:: Dataset content ::
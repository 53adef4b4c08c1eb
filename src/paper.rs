// src/paper.rs
//! Paper log rows: the append-only JSONL record of delivered events.

use serde::{Deserialize, Serialize};
use serde_json::Value;
use sha2::{Digest, Sha256};
use std::fs::File;
use std::io::{self, BufRead, BufReader};
use std::path::Path;

use crate::event::Event;

#[derive(Debug, Clone, PartialEq, Default, Deserialize)]
pub struct PaperRow {
    #[serde(default)]
    pub ts: String,
    #[serde(default)]
    pub event: Event,
}

/// Borrowed form used when appending.
#[derive(Serialize)]
pub struct PaperRowRef<'a> {
    pub ts: &'a str,
    pub event: &'a Event,
}

/// Walk a JSONL stream, handing each non-blank line (BOM and surrounding
/// whitespace stripped) to `f` with its 1-based line number. Lines that are
/// not valid UTF-8 are passed as `None`.
pub(crate) fn for_each_line<R, F>(mut r: R, mut f: F) -> io::Result<()>
where
    R: BufRead,
    F: FnMut(usize, Option<&str>),
{
    let mut buf = Vec::new();
    let mut line_no = 0usize;
    loop {
        buf.clear();
        if r.read_until(b'\n', &mut buf)? == 0 {
            return Ok(());
        }
        line_no += 1;
        match std::str::from_utf8(&buf) {
            Ok(s) => {
                let s = s.trim().trim_start_matches('\u{feff}').trim();
                if !s.is_empty() {
                    f(line_no, Some(s));
                }
            }
            Err(_) => f(line_no, None),
        }
    }
}

/// Parse paper rows. Malformed lines and rows without a source become
/// warnings (`invalid_json line=N`, `missing_event_source line=N`).
pub fn read_jsonl<R: BufRead>(r: R) -> io::Result<(Vec<PaperRow>, Vec<String>)> {
    let mut rows = Vec::new();
    let mut warnings = Vec::new();
    for_each_line(r, |line_no, line| {
        let parsed = line.and_then(|s| serde_json::from_str::<PaperRow>(s).ok());
        match parsed {
            None => warnings.push(format!("invalid_json line={line_no}")),
            Some(row) if row.event.source.trim().is_empty() => {
                warnings.push(format!("missing_event_source line={line_no}"))
            }
            Some(row) => rows.push(row),
        }
    })?;
    Ok((rows, warnings))
}

pub fn read_jsonl_path(path: &Path) -> io::Result<(Vec<PaperRow>, Vec<String>)> {
    read_jsonl(BufReader::new(File::open(path)?))
}

/// Stable id of a paper row: sha256 of `ts|source|symbol|trade_date|title`, hex.
pub fn event_id(row: &PaperRow) -> String {
    let ev = &row.event;
    let joined = [
        row.ts.as_str(),
        ev.source.as_str(),
        ev.symbol.as_str(),
        ev.trade_date.as_str(),
        ev.title.as_str(),
    ]
    .join("|");
    format!("{:x}", Sha256::digest(joined.as_bytes()))
}

/// Inline reward carried by the row itself (`data.reward`), as 0/1.
pub fn reward_from_row(row: &PaperRow) -> Option<u8> {
    match row.event.data.get("reward")? {
        Value::Number(n) => Some(u8::from(n.as_f64()? > 0.0)),
        Value::Bool(b) => Some(u8::from(*b)),
        Value::String(s) => match s.trim().to_ascii_lowercase().as_str() {
            "1" | "true" | "yes" | "y" => Some(1),
            "0" | "false" | "no" | "n" => Some(0),
            _ => None,
        },
        _ => None,
    }
}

:: Work required ::
Through the line that holds "let mut rows = Vec::new();", repeat the material above exactly, starting at its first line.

:: Worked solution ::
repository 53adef4b4c08c1eb
filename src/paper.rs
// src/paper.rs
//! Paper log rows: the append-only JSONL record of delivered events.

use serde::{Deserialize, Serialize};
use serde_json::Value;
use sha2::{Digest, Sha256};
use std::fs::File;
use std::io::{self, BufRead, BufReader};
use std::path::Path;

use crate::event::Event;

#[derive(Debug, Clone, PartialEq, Default, Deserialize)]
pub struct PaperRow {
    #[serde(default)]
    pub ts: String,
    #[serde(default)]
    pub event: Event,
}

/// Borrowed form used when appending.
#[derive(Serialize)]
pub struct PaperRowRef<'a> {
    pub ts: &'a str,
    pub event: &'a Event,
}

/// Walk a JSONL stream, handing each non-blank line (BOM and surrounding
/// whitespace stripped) to `f` with its 1-based line number. Lines that are
/// not valid UTF-8 are passed as `None`.
pub(crate) fn for_each_line<R, F>(mut r: R, mut f: F) -> io::Result<()>
where
    R: BufRead,
    F: FnMut(usize, Option<&str>),
{
    let mut buf = Vec::new();
    let mut line_no = 0usize;
    loop {
        buf.clear();
        if r.read_until(b'\n', &mut buf)? == 0 {
            return Ok(());
        }
        line_no += 1;
        match std::str::from_utf8(&buf) {
            Ok(s) => {
                let s = s.trim().trim_start_matches('\u{feff}').trim();
                if !s.is_empty() {
                    f(line_no, Some(s));
                }
            }
            Err(_) => f(line_no, None),
        }
    }
}

/// Parse paper rows. Malformed lines and rows without a source become
/// warnings (`invalid_json line=N`, `missing_event_source line=N`).
pub fn read_jsonl<R: BufRead>(r: R) -> io::Result<(Vec<PaperRow>, Vec<String>)> {
    let mut rows = Vec::new();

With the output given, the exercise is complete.